My argument with Him (I was really arguing with myself – He just listened) was, “How do you expect me to share when I feel like the poster child for that subject?” You see, years of trauma don’t disappear overnight, and I know I’m not the only one.
Trust me when I say I have the scars to prove it. I don’t have sweet Christmas memories to look back on. I dread the days of Thanksgiving through the end of the year, not because I lack gratitude but because of the heaviness that blankets many of us when the season arrives.

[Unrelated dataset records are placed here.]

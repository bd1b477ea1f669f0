use axum::{extract::State, http::StatusCode};

use crate::state::AppState;

/// Handler for `GET /readyz`. Ready once the database answers a ping.
pub async fn readyz(State(state): State<AppState>) -> StatusCode {
    match state.db.ping().await {
        Ok(()) => StatusCode::OK,
        Err(e) => {
            tracing::warn!(error = %e, "readiness check failed");
            StatusCode::SERVICE_UNAVAILABLE
        }
    }
}
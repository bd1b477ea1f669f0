/// Default PostgreSQL URL for local development.
const DEFAULT_DATABASE_URL: &str = "postgresql://postgres@localhost/lms";

/// Default HTTP port.
const DEFAULT_AUTH_PORT: u16 = 8000;

#[derive(Debug, thiserror::Error)]
pub enum ConfigError {
    #[error("missing required env var {0}")]
    Missing(&'static str),
    #[error("invalid value for env var {name}: {value:?}")]
    Invalid { name: &'static str, value: String },
}

/// Auth service configuration loaded from environment variables.
#[derive(Debug)]
pub struct AuthConfig {
    /// PostgreSQL connection URL. Env var: `DATABASE_URL`.
    pub database_url: String,
    /// HMAC secret for signing session tokens. Env var: `SESSION_SECRET`.
    pub session_secret: String,
    /// Cookie domain attribute; host-only cookie when unset. Env var: `COOKIE_DOMAIN`.
    pub cookie_domain: Option<String>,
    /// TCP port to listen on (default 8000). Env var: `AUTH_PORT`.
    pub auth_port: u16,
}

impl AuthConfig {
    pub fn from_env() -> Result<Self, ConfigError> {
        Self::from_lookup(|name| std::env::var(name).ok())
    }

    /// Build from an arbitrary variable lookup. Empty values count as unset.
    pub fn from_lookup<F>(lookup: F) -> Result<Self, ConfigError>
    where
        F: Fn(&str) -> Option<String>,
    {
        let get = |name: &str| lookup(name).filter(|v| !v.trim().is_empty());

        let auth_port = match get("AUTH_PORT") {
            Some(value) => value.parse().map_err(|_| ConfigError::Invalid {
                name: "AUTH_PORT",
                value,
            })?,
            None => DEFAULT_AUTH_PORT,
        };

        Ok(Self {
            database_url: get("DATABASE_URL").unwrap_or_else(|| DEFAULT_DATABASE_URL.to_owned()),
            session_secret: get("SESSION_SECRET").ok_or(ConfigError::Missing("SESSION_SECRET"))?,
            cookie_domain: get("COOKIE_DOMAIN"),
            auth_port,
        })
    }
}
pub mod db;
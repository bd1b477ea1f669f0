use axum::{Extension, Json};
use serde_json::{Value, json};

use crate::domain::types::AuthorizedCaller;

/// `GET /admin/protected`, behind the `admin` role gate.
pub async fn admin_protected(Extension(caller): Extension<AuthorizedCaller>) -> Json<Value> {
    Json(json!({
        "message": "You have admin access.",
        "email": caller.email,
    }))
}
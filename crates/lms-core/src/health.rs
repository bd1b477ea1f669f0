use axum::Json;
use serde_json::{Value, json};

/// Handler for `GET /health`, the liveness check.
pub async fn health() -> Json<Value> {
    Json(json!({ "status": "ok" }))
}
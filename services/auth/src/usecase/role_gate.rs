use tracing::{info, warn};

use crate::domain::repository::RoleRepository;
use crate::domain::types::AuthorizedCaller;
use crate::error::AuthServiceError;

/// Admits a caller whose role name equals the required one exactly.
///
/// Roles form no hierarchy: "admin" does not satisfy a requirement of "instructor".
pub struct AuthorizeUseCase<R: RoleRepository> {
    pub roles: R,
}

impl<R: RoleRepository> AuthorizeUseCase<R> {
    pub async fn execute(
        &self,
        identity: Option<&str>,
        required_role: &str,
    ) -> Result<AuthorizedCaller, AuthServiceError> {
        let Some(email) = identity else {
            warn!(required_role, "role check without identity");
            return Err(AuthServiceError::MissingIdentity);
        };

        // Store errors propagate as StoreUnavailable, never as a role mismatch.
        let role = self.roles.find_role_by_email(email).await?;

        match role {
            Some(role) if role == required_role => {
                info!(email, role = %role, "role check passed");
                Ok(AuthorizedCaller {
                    email: email.to_owned(),
                    role,
                })
            }
            other => {
                warn!(
                    email,
                    role = other.as_deref().unwrap_or("none"),
                    required_role,
                    "insufficient role"
                );
                Err(AuthServiceError::InsufficientRole)
            }
        }
    }
}
//! Role gate middleware for guarded routes.

use axum::extract::{Request, State};
use axum::middleware::Next;
use axum::response::Response;

use lms_auth_types::identity::session_identity;

use crate::error::AuthServiceError;
use crate::state::AppState;
use crate::usecase::role_gate::AuthorizeUseCase;

/// Middleware state: app state plus the role the guarded routes require.
#[derive(Clone)]
pub struct RoleGuard {
    pub state: AppState,
    pub required_role: &'static str,
}

impl RoleGuard {
    pub fn new(state: AppState, required_role: &'static str) -> Self {
        Self {
            state,
            required_role,
        }
    }
}

/// Resolve the caller from the session token, run the role gate, and on admit
/// expose the [`AuthorizedCaller`](crate::domain::types::AuthorizedCaller) to the handler
/// through request extensions.
///
/// Apply with `route_layer(middleware::from_fn_with_state(RoleGuard::new(..), require_role))`.
pub async fn require_role(
    State(guard): State<RoleGuard>,
    mut req: Request,
    next: Next,
) -> Result<Response, AuthServiceError> {
    let identity = session_identity(req.headers(), &guard.state.session_secret);

    let usecase = AuthorizeUseCase {
        roles: guard.state.role_repo(),
    };
    let caller = usecase
        .execute(
            identity.as_ref().map(|i| i.email.as_str()),
            guard.required_role,
        )
        .await?;

    req.extensions_mut().insert(caller);
    Ok(next.run(req).await)
}
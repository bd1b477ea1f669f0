use axum::http::StatusCode;
use axum::response::{IntoResponse, Response};

/// Auth service error variants.
///
/// A wrong, already used, or expired code all map to `InvalidOrExpired`; callers
/// must not be able to tell them apart.
#[derive(Debug, thiserror::Error)]
pub enum AuthServiceError {
    #[error("invalid or expired code")]
    InvalidOrExpired,
    #[error("missing identity")]
    MissingIdentity,
    #[error("insufficient role")]
    InsufficientRole,
    #[error("invalid email")]
    InvalidEmail,
    #[error("store unavailable")]
    StoreUnavailable(#[from] anyhow::Error),
    #[error("internal error")]
    Internal(#[source] anyhow::Error),
}

impl AuthServiceError {
    pub fn kind(&self) -> &'static str {
        match self {
            Self::InvalidOrExpired => "INVALID_OR_EXPIRED",
            Self::MissingIdentity => "MISSING_IDENTITY",
            Self::InsufficientRole => "INSUFFICIENT_ROLE",
            Self::InvalidEmail => "INVALID_EMAIL",
            Self::StoreUnavailable(_) => "STORE_UNAVAILABLE",
            Self::Internal(_) => "INTERNAL",
        }
    }

    pub fn status(&self) -> StatusCode {
        match self {
            Self::InvalidOrExpired | Self::MissingIdentity => StatusCode::UNAUTHORIZED,
            Self::InsufficientRole => StatusCode::FORBIDDEN,
            Self::InvalidEmail => StatusCode::BAD_REQUEST,
            Self::StoreUnavailable(_) => StatusCode::SERVICE_UNAVAILABLE,
            Self::Internal(_) => StatusCode::INTERNAL_SERVER_ERROR,
        }
    }
}

impl IntoResponse for AuthServiceError {
    fn into_response(self) -> Response {
        let status = self.status();
        // 4xx are expected client outcomes and already logged where they are decided.
        match &self {
            Self::StoreUnavailable(e) => {
                tracing::error!(error = %format!("{e:#}"), kind = self.kind(), "store unavailable");
            }
            Self::Internal(e) => {
                tracing::error!(error = %format!("{e:#}"), kind = self.kind(), "internal error");
            }
            _ => {}
        }
        let body = serde_json::json!({
            "kind": self.kind(),
            "message": self.to_string(),
        });
        (status, axum::Json(body)).into_response()
    }
}
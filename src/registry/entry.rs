//! Connection handle and dispatch queue
//!
//! This module defines the per-connection entry stored in the registry: a
//! non-owning handle through which the router pushes matched payloads. The
//! connection task itself holds the receiving half of the queue and owns
//! the socket.

use bytes::Bytes;
use thiserror::Error;
use tokio::sync::mpsc;

use crate::protocol::BroadcasterId;

/// Error delivering a payload into a connection's dispatch queue
#[derive(Debug, Clone, Copy, Error)]
pub enum DispatchError {
    /// The queue is full; the subscriber is not draining fast enough
    #[error("dispatch queue full")]
    QueueFull,

    /// The connection has shut down and dropped its queue
    #[error("connection closed")]
    Closed,
}

/// Handle to one active connection, as stored in the registry
///
/// Cheap to clone: the identity is shared-string sized and the sender is a
/// reference-counted channel handle. The registry keeps the only long-lived
/// clone; dropping it (on deregistration) closes the queue and ends the
/// owning connection's relay loop.
#[derive(Debug, Clone)]
pub struct ConnectionHandle {
    /// Session ID of the owning connection
    session_id: u64,

    /// Identity assigned by the registration authority
    identity: BroadcasterId,

    /// Bounded queue into the connection's relay loop
    tx: mpsc::Sender<Bytes>,
}

impl ConnectionHandle {
    /// Create a handle for a registered connection
    pub fn new(session_id: u64, identity: BroadcasterId, tx: mpsc::Sender<Bytes>) -> Self {
        Self {
            session_id,
            identity,
            tx,
        }
    }

    /// Session ID of the owning connection
    pub fn session_id(&self) -> u64 {
        self.session_id
    }

    /// Identity this handle is registered under
    pub fn identity(&self) -> &BroadcasterId {
        &self.identity
    }

    /// Queue a payload for delivery without blocking
    ///
    /// A full queue is a delivery failure, not a wait: the router must
    /// never be held up by one slow subscriber.
    pub fn dispatch(&self, payload: Bytes) -> Result<(), DispatchError> {
        self.tx.try_send(payload).map_err(|e| match e {
            mpsc::error::TrySendError::Full(_) => DispatchError::QueueFull,
            mpsc::error::TrySendError::Closed(_) => DispatchError::Closed,
        })
    }
}
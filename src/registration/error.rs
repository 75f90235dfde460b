//! Registration error types

use thiserror::Error;

/// Error obtaining a broadcaster identity from the registration authority
///
/// Every variant is terminal for the attempt; retry policy belongs to the
/// caller.
#[derive(Debug, Error)]
pub enum RegistrationError {
    /// Transport-level failure reaching the authority (includes timeout)
    #[error("registration request failed: {0}")]
    Http(#[from] reqwest::Error),

    /// The authority answered with a non-success status
    #[error("registration rejected by authority (status {status})")]
    Rejected {
        /// HTTP status code returned by the authority
        status: u16,
    },

    /// The authority's response body did not contain a broadcaster identity
    #[error("malformed registration response: {0}")]
    MalformedResponse(#[from] serde_json::Error),
}
//! Connection registry implementation
//!
//! The central registry that tracks all active connections and answers the
//! router's membership lookups.

use std::collections::{HashMap, HashSet};

use tokio::sync::RwLock;

use crate::protocol::BroadcasterId;

use super::entry::ConnectionHandle;
use super::error::RegistryError;

/// Central registry mapping broadcaster identity to live connection handle
///
/// Thread-safe via `RwLock`. The router's per-message lookups take the read
/// lock; registration and removal take the write lock. Every operation is
/// individually atomic, so no caller observes a half-updated state.
pub struct ConnectionRegistry {
    /// Map of identity to connection handle
    connections: RwLock<HashMap<BroadcasterId, ConnectionHandle>>,
}

impl ConnectionRegistry {
    /// Create a new empty registry
    pub fn new() -> Self {
        Self {
            connections: RwLock::new(HashMap::new()),
        }
    }

    /// Register a connection under its assigned identity
    ///
    /// Rejects an identity that is already present: the authority issuing a
    /// duplicate is a correctness violation and must not silently evict the
    /// existing connection.
    pub async fn register(&self, handle: ConnectionHandle) -> Result<(), RegistryError> {
        let mut connections = self.connections.write().await;

        if connections.contains_key(handle.identity()) {
            return Err(RegistryError::DuplicateIdentity(handle.identity().clone()));
        }

        tracing::info!(
            identity = %handle.identity(),
            session_id = handle.session_id(),
            connections = connections.len() + 1,
            "Connection registered"
        );

        connections.insert(handle.identity().clone(), handle);
        Ok(())
    }

    /// Remove a connection by identity
    ///
    /// Idempotent; a no-op if the identity is absent. Dropping the stored
    /// handle closes the connection's dispatch queue, so its relay loop
    /// observes the closure and shuts down. A dispatch already holding a
    /// clone of the handle may still attempt delivery and fail; no new
    /// dispatch can select the connection once this returns.
    pub async fn deregister(&self, identity: &BroadcasterId) {
        let mut connections = self.connections.write().await;

        if let Some(handle) = connections.remove(identity) {
            tracing::info!(
                identity = %identity,
                session_id = handle.session_id(),
                connections = connections.len(),
                "Connection deregistered"
            );
        }
    }

    /// Look up every registered connection named by the address list
    ///
    /// Results follow address order with duplicates collapsed, so repeated
    /// calls against the same registry state are deterministic. Cost is
    /// proportional to the number of addresses, not the connection count.
    pub async fn match_all(&self, addresses: &[BroadcasterId]) -> Vec<ConnectionHandle> {
        let connections = self.connections.read().await;

        let mut seen = HashSet::with_capacity(addresses.len());
        let mut matched = Vec::new();

        for address in addresses {
            if !seen.insert(address) {
                continue;
            }
            if let Some(handle) = connections.get(address) {
                matched.push(handle.clone());
            }
        }

        matched
    }

    /// Check whether an identity is currently registered
    pub async fn contains(&self, identity: &BroadcasterId) -> bool {
        self.connections.read().await.contains_key(identity)
    }

    /// Get all currently registered identities
    pub async fn identities(&self) -> Vec<BroadcasterId> {
        self.connections.read().await.keys().cloned().collect()
    }

    /// Get the number of registered connections
    pub async fn len(&self) -> usize {
        self.connections.read().await.len()
    }

    /// Check whether the registry is empty
    pub async fn is_empty(&self) -> bool {
        self.connections.read().await.is_empty()
    }

    /// Remove every connection, closing each dispatch queue
    ///
    /// Used at process shutdown so every relay loop ends before shared
    /// resources are released.
    pub async fn drain_all(&self) {
        let mut connections = self.connections.write().await;
        let drained = connections.len();
        connections.clear();

        if drained > 0 {
            tracing::info!(connections = drained, "Registry drained");
        }
    }
}

impl Default for ConnectionRegistry {
    fn default() -> Self {
        Self::new()
    }
}

#[cfg(test)]
mod tests {
    use std::sync::Arc;

    use bytes::Bytes;
    use tokio::sync::mpsc;

    use super::*;

    fn handle(session_id: u64, identity: &str) -> (ConnectionHandle, mpsc::Receiver<Bytes>) {
        let (tx, rx) = mpsc::channel(8);
        (
            ConnectionHandle::new(session_id, BroadcasterId::new(identity), tx),
            rx,
        )
    }

    #[tokio::test]
    async fn test_register_and_match() {
        let registry = ConnectionRegistry::new();
        let (h1, _rx1) = handle(1, "bc-1");
        registry.register(h1).await.unwrap();

        let matched = registry
            .match_all(&[BroadcasterId::new("bc-1"), BroadcasterId::new("bc-2")])
            .await;

        assert_eq!(matched.len(), 1);
        assert_eq!(matched[0].identity().as_str(), "bc-1");
    }

    #[tokio::test]
    async fn test_register_duplicate_identity() {
        let registry = ConnectionRegistry::new();
        let (h1, _rx1) = handle(1, "bc-1");
        let (h2, _rx2) = handle(2, "bc-1");

        registry.register(h1).await.unwrap();
        let result = registry.register(h2).await;

        assert!(matches!(result, Err(RegistryError::DuplicateIdentity(_))));

        // The original registration is untouched
        let matched = registry.match_all(&[BroadcasterId::new("bc-1")]).await;
        assert_eq!(matched[0].session_id(), 1);
    }

    #[tokio::test]
    async fn test_concurrent_duplicate_registration() {
        let registry = Arc::new(ConnectionRegistry::new());
        let (h1, _rx1) = handle(1, "bc-1");
        let (h2, _rx2) = handle(2, "bc-1");

        let r1 = {
            let registry = Arc::clone(&registry);
            tokio::spawn(async move { registry.register(h1).await })
        };
        let r2 = {
            let registry = Arc::clone(&registry);
            tokio::spawn(async move { registry.register(h2).await })
        };

        let outcomes = [r1.await.unwrap(), r2.await.unwrap()];
        let successes = outcomes.iter().filter(|r| r.is_ok()).count();
        let duplicates = outcomes
            .iter()
            .filter(|r| matches!(r, Err(RegistryError::DuplicateIdentity(_))))
            .count();

        assert_eq!(successes, 1);
        assert_eq!(duplicates, 1);
        assert_eq!(registry.len().await, 1);
    }

    #[tokio::test]
    async fn test_deregister_idempotent() {
        let registry = ConnectionRegistry::new();
        let (h1, _rx1) = handle(1, "bc-1");
        registry.register(h1).await.unwrap();

        registry.deregister(&BroadcasterId::new("bc-1")).await;
        assert!(registry.is_empty().await);

        // Second removal is a no-op
        registry.deregister(&BroadcasterId::new("bc-1")).await;
        registry.deregister(&BroadcasterId::new("never-seen")).await;
    }

    #[tokio::test]
    async fn test_deregistered_identity_unmatchable() {
        let registry = ConnectionRegistry::new();
        let (h1, _rx1) = handle(1, "bc-1");
        registry.register(h1).await.unwrap();
        registry.deregister(&BroadcasterId::new("bc-1")).await;

        // A later registration under a different identity must not make
        // the old identity matchable again
        let (h2, _rx2) = handle(2, "bc-2");
        registry.register(h2).await.unwrap();

        let matched = registry.match_all(&[BroadcasterId::new("bc-1")]).await;
        assert!(matched.is_empty());
    }

    #[tokio::test]
    async fn test_match_all_dedups_and_preserves_order() {
        let registry = ConnectionRegistry::new();
        let (h1, _rx1) = handle(1, "bc-1");
        let (h2, _rx2) = handle(2, "bc-2");
        registry.register(h1).await.unwrap();
        registry.register(h2).await.unwrap();

        let key = [
            BroadcasterId::new("bc-2"),
            BroadcasterId::new("bc-1"),
            BroadcasterId::new("bc-2"),
        ];
        let matched = registry.match_all(&key).await;

        assert_eq!(matched.len(), 2);
        assert_eq!(matched[0].identity().as_str(), "bc-2");
        assert_eq!(matched[1].identity().as_str(), "bc-1");
    }

    #[tokio::test]
    async fn test_deregister_closes_dispatch_queue() {
        let registry = ConnectionRegistry::new();
        let (h1, mut rx) = handle(1, "bc-1");
        registry.register(h1).await.unwrap();

        registry.deregister(&BroadcasterId::new("bc-1")).await;

        // The registry held the only sender; removal closes the queue
        assert!(rx.recv().await.is_none());
    }

    #[tokio::test]
    async fn test_drain_all() {
        let registry = ConnectionRegistry::new();
        let (h1, mut rx1) = handle(1, "bc-1");
        let (h2, mut rx2) = handle(2, "bc-2");
        registry.register(h1).await.unwrap();
        registry.register(h2).await.unwrap();

        registry.drain_all().await;

        assert!(registry.is_empty().await);
        assert!(rx1.recv().await.is_none());
        assert!(rx2.recv().await.is_none());
    }
}
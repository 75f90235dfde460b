//! Upstream message type and recipient-key decoding
//!
//! One upstream event consists of a key naming the recipients and an opaque
//! payload. The key is a JSON array of address strings; the payload bytes
//! are never inspected, only relayed.

use bytes::Bytes;
use thiserror::Error;

use super::identity::BroadcasterId;

/// Error decoding the recipient list from an upstream message key
#[derive(Debug, Error)]
pub enum KeyError {
    /// Key is not a JSON array of strings
    #[error("malformed recipient key: {0}")]
    Malformed(#[from] serde_json::Error),
}

/// One event from the upstream broker
///
/// Consumed exactly once by the router and not retained after dispatch.
/// `Bytes` keeps the payload reference-counted so a single message fans
/// out to any number of subscribers without copying.
#[derive(Debug, Clone)]
pub struct UpstreamMessage {
    /// Recipient addresses, encoded as a JSON array of strings
    pub key: Bytes,

    /// Opaque payload, relayed verbatim to each matched subscriber
    pub value: Bytes,
}

impl UpstreamMessage {
    /// Create a message from raw key and payload bytes
    pub fn new(key: impl Into<Bytes>, value: impl Into<Bytes>) -> Self {
        Self {
            key: key.into(),
            value: value.into(),
        }
    }

    /// Decode the recipient addresses from the key
    ///
    /// Returns every address named by the key, in key order. Duplicates
    /// are preserved here; the registry match is responsible for not
    /// delivering twice.
    pub fn recipients(&self) -> Result<Vec<BroadcasterId>, KeyError> {
        let addresses: Vec<String> = serde_json::from_slice(&self.key)?;
        Ok(addresses.into_iter().map(BroadcasterId::from).collect())
    }
}

#[cfg(test)]
mod tests {
    use super::*;

    #[test]
    fn test_recipients_decode() {
        let msg = UpstreamMessage::new(r#"["bc-1", "bc-2"]"#, r#"{"test_val":"bc-1"}"#);
        let recipients = msg.recipients().unwrap();
        assert_eq!(
            recipients,
            vec![BroadcasterId::new("bc-1"), BroadcasterId::new("bc-2")]
        );
    }

    #[test]
    fn test_recipients_empty_key() {
        let msg = UpstreamMessage::new("[]", "payload");
        assert!(msg.recipients().unwrap().is_empty());
    }

    #[test]
    fn test_recipients_malformed_key() {
        let not_json = UpstreamMessage::new("bc-1,bc-2", "payload");
        assert!(matches!(not_json.recipients(), Err(KeyError::Malformed(_))));

        let wrong_shape = UpstreamMessage::new(r#"{"to": "bc-1"}"#, "payload");
        assert!(wrong_shape.recipients().is_err());
    }

    #[test]
    fn test_payload_untouched() {
        let msg = UpstreamMessage::new(r#"["bc-1"]"#, &b"\x00\x01\xff"[..]);
        assert_eq!(msg.value.as_ref(), b"\x00\x01\xff");
    }
}
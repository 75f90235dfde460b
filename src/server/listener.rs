//! WebSocket push server listener
//!
//! Handles the TCP accept loop and spawns connection handlers.

use std::net::SocketAddr;
use std::sync::atomic::{AtomicU64, Ordering};
use std::sync::Arc;

use tokio::net::{TcpListener, TcpStream};
use tokio::sync::Semaphore;

use crate::error::{Error, Result};
use crate::registration::Registrar;
use crate::registry::ConnectionRegistry;
use crate::server::config::ServerConfig;
use crate::server::connection::Connection;
use crate::stats::ServerStats;

/// WebSocket push server
///
/// Accepts subscriber connections, registers each against the authority
/// via the supplied [`Registrar`], and keeps the shared registry that the
/// router matches against.
pub struct WsServer<R: Registrar> {
    config: ServerConfig,
    registrar: Arc<R>,
    registry: Arc<ConnectionRegistry>,
    stats: Arc<ServerStats>,
    next_session_id: AtomicU64,
    connection_semaphore: Option<Arc<Semaphore>>,
}

impl<R: Registrar> WsServer<R> {
    /// Create a new server with the given configuration and registrar
    pub fn new(config: ServerConfig, registrar: R) -> Self {
        let connection_semaphore = if config.max_connections > 0 {
            Some(Arc::new(Semaphore::new(config.max_connections)))
        } else {
            None
        };

        Self {
            config,
            registrar: Arc::new(registrar),
            registry: Arc::new(ConnectionRegistry::new()),
            stats: Arc::new(ServerStats::new()),
            next_session_id: AtomicU64::new(1),
            connection_semaphore,
        }
    }

    /// Get a reference to the connection registry
    ///
    /// The router shares this registry to match incoming messages.
    pub fn registry(&self) -> &Arc<ConnectionRegistry> {
        &self.registry
    }

    /// Get a reference to the server counters
    pub fn stats(&self) -> &Arc<ServerStats> {
        &self.stats
    }

    /// Get the bind address
    pub fn bind_addr(&self) -> SocketAddr {
        self.config.bind_addr
    }

    /// Run the server
    ///
    /// This method blocks until the server is shut down.
    pub async fn run(&self) -> Result<()> {
        let listener = TcpListener::bind(self.config.bind_addr).await?;
        tracing::info!(addr = %self.config.bind_addr, "Push server listening");

        self.accept_loop(&listener).await
    }

    /// Run the server with graceful shutdown
    ///
    /// When `shutdown` resolves the accept loop stops and every live
    /// connection is deregistered, ending its relay loop.
    pub async fn run_until<F>(&self, shutdown: F) -> Result<()>
    where
        F: std::future::Future<Output = ()>,
    {
        let listener = TcpListener::bind(self.config.bind_addr).await?;
        tracing::info!(addr = %self.config.bind_addr, "Push server listening");

        let result = tokio::select! {
            _ = shutdown => {
                tracing::info!("Shutdown signal received");
                Ok(())
            }
            result = self.accept_loop(&listener) => result,
        };

        // Connections must leave the registry before shared resources go away
        self.registry.drain_all().await;

        result
    }

    async fn accept_loop(&self, listener: &TcpListener) -> Result<()> {
        loop {
            match listener.accept().await {
                Ok((socket, peer_addr)) => {
                    self.handle_connection(socket, peer_addr).await;
                }
                Err(e) => {
                    tracing::error!(error = %e, "Failed to accept connection");
                }
            }
        }
    }

    async fn handle_connection(&self, socket: TcpStream, peer_addr: SocketAddr) {
        // Check connection limit
        let permit = if let Some(ref sem) = self.connection_semaphore {
            match sem.clone().try_acquire_owned() {
                Ok(permit) => Some(permit),
                Err(_) => {
                    self.stats
                        .rejected_connections
                        .fetch_add(1, Ordering::Relaxed);
                    tracing::warn!(peer = %peer_addr, "Connection rejected: limit reached");
                    return;
                }
            }
        } else {
            None
        };

        // Generate session ID
        let session_id = self.next_session_id.fetch_add(1, Ordering::Relaxed);
        self.stats.total_connections.fetch_add(1, Ordering::Relaxed);

        tracing::debug!(
            session_id = session_id,
            peer = %peer_addr,
            "New connection"
        );

        if let Err(e) = self.configure_socket(&socket) {
            tracing::error!(error = %e, "Failed to configure socket");
            return;
        }

        // Spawn connection handler; the permit lives as long as the task
        let config = self.config.clone();
        let registrar = Arc::clone(&self.registrar);
        let registry = Arc::clone(&self.registry);
        let stats = Arc::clone(&self.stats);

        tokio::spawn(async move {
            let _permit = permit;

            let connection =
                Connection::new(session_id, socket, peer_addr, config, registrar, registry);

            if let Err(e) = connection.run().await {
                if matches!(e, Error::Registration(_)) {
                    stats.failed_registrations.fetch_add(1, Ordering::Relaxed);
                }
                tracing::debug!(
                    session_id = session_id,
                    error = %e,
                    "Connection error"
                );
            }

            tracing::debug!(session_id = session_id, "Connection closed");
        });
    }

    fn configure_socket(&self, socket: &TcpStream) -> std::io::Result<()> {
        if self.config.tcp_nodelay {
            socket.set_nodelay(true)?;
        }

        Ok(())
    }
}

Walking wounded is broad and multi-faceted. Sometimes, it’s sheer grief because life and family look different when you lose someone you love. Sometimes, it involves hurts, wounds, and offenses that others have afflicted upon us.
The offenses can be a nuisance. They can fester and cause all sorts of internal infections. It is one thing to be hurt by a stranger and entirely something else to be hurt by someone you loved, trusted, or were in community with.
David said it like this, “It is not an enemy who taunts me. I could bear that. It is not my foes who so arrogantly insult me; I could have hidden from them. Instead, it was you, my equal, my companion and close friend” (Psalm 55:12). The enemy is so deceptive. He really is an illusionist, but there is hope for our healing — by applying pressure to the pain.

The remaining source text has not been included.